Supplied material.
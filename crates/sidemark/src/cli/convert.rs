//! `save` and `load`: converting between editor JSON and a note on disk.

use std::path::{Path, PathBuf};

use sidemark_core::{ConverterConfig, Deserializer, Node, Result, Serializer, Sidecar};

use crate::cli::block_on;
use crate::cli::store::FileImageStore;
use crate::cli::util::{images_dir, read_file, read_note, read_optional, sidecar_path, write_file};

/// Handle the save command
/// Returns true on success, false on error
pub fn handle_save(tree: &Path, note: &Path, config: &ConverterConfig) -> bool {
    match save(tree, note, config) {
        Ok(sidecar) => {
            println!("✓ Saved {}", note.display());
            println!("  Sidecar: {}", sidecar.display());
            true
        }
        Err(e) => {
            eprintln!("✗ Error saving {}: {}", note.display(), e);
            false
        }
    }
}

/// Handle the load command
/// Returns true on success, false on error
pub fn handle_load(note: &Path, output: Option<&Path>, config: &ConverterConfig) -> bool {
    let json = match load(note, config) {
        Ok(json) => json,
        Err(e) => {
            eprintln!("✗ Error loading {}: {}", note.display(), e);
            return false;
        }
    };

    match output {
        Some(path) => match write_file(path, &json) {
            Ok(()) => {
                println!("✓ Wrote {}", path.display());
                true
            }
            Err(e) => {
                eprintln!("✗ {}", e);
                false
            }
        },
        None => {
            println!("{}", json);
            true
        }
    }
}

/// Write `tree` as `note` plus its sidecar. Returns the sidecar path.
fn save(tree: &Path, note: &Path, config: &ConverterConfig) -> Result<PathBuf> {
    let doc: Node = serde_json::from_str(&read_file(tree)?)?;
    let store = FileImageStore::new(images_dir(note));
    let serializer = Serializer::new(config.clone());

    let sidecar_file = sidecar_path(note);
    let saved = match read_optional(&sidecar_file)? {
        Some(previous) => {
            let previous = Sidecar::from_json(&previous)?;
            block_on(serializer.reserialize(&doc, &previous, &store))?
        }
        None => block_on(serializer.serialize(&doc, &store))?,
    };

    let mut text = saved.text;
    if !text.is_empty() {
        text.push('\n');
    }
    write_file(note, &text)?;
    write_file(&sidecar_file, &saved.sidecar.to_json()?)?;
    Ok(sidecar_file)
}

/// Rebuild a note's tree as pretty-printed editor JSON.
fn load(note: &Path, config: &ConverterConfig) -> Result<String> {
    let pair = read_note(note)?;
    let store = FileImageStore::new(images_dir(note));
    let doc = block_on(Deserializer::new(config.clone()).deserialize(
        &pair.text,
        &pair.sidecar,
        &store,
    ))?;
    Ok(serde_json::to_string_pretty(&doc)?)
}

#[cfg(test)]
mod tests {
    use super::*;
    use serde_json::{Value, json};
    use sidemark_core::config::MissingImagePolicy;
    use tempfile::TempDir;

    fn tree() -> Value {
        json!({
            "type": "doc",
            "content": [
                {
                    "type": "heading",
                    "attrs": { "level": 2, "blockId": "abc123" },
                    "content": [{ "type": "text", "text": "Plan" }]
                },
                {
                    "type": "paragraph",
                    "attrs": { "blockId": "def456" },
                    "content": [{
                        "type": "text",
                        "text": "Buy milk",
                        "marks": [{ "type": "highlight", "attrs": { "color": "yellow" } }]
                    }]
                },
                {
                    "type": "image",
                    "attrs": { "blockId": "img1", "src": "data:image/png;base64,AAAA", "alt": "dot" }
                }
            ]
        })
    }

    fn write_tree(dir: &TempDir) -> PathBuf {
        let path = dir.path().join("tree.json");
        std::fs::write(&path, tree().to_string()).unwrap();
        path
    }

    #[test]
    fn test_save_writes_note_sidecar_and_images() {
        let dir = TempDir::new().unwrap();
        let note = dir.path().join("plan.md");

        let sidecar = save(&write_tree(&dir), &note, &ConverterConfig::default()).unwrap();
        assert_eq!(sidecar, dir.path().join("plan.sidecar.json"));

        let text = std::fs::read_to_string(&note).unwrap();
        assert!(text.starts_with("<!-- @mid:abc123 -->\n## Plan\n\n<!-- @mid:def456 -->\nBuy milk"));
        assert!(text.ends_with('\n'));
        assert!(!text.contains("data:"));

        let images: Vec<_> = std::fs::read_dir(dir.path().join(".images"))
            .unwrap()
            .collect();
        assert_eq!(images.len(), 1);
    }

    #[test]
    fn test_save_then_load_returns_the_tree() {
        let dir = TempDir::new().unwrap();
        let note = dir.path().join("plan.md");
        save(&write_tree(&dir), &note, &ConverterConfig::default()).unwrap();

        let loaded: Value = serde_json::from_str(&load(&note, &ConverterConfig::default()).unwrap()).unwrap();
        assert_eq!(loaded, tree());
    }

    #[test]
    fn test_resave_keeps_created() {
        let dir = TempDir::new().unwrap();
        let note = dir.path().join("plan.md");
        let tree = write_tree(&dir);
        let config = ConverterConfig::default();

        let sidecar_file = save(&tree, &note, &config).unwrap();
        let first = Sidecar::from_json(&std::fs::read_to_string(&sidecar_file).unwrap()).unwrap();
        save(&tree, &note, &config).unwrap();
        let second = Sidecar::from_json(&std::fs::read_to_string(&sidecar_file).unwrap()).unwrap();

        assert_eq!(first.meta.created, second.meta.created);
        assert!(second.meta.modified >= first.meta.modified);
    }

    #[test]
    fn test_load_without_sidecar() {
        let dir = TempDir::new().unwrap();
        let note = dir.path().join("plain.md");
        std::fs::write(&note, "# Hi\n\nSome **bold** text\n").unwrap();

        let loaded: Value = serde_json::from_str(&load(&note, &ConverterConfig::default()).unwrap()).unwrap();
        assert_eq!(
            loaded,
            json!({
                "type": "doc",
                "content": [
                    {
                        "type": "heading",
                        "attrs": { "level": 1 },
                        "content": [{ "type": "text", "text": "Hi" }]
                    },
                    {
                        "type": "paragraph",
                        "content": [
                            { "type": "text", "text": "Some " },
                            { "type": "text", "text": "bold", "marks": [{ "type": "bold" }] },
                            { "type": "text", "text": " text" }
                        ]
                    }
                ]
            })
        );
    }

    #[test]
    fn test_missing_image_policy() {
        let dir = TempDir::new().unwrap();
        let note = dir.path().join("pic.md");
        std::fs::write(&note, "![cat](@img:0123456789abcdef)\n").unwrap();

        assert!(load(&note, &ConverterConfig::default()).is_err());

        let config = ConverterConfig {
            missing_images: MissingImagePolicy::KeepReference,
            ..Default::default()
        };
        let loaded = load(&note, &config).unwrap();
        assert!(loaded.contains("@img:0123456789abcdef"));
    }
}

The problem. Could you restate word for word the lines above from the one containing "use crate::cli::block_on;" through the one containing "Option<&Path>, config: &ConverterConfig)", both included, and nothing else?

Solved exercise.
use crate::cli::block_on;
use crate::cli::store::FileImageStore;
use crate::cli::util::{images_dir, read_file, read_note, read_optional, sidecar_path, write_file};

/// Handle the save command
/// Returns true on success, false on error
pub fn handle_save(tree: &Path, note: &Path, config: &ConverterConfig) -> bool {
    match save(tree, note, config) {
        Ok(sidecar) => {
            println!("✓ Saved {}", note.display());
            println!("  Sidecar: {}", sidecar.display());
            true
        }
        Err(e) => {
            eprintln!("✗ Error saving {}: {}", note.display(), e);
            false
        }
    }
}

/// Handle the load command
/// Returns true on success, false on error
pub fn handle_load(note: &Path, output: Option<&Path>, config: &ConverterConfig) -> bool {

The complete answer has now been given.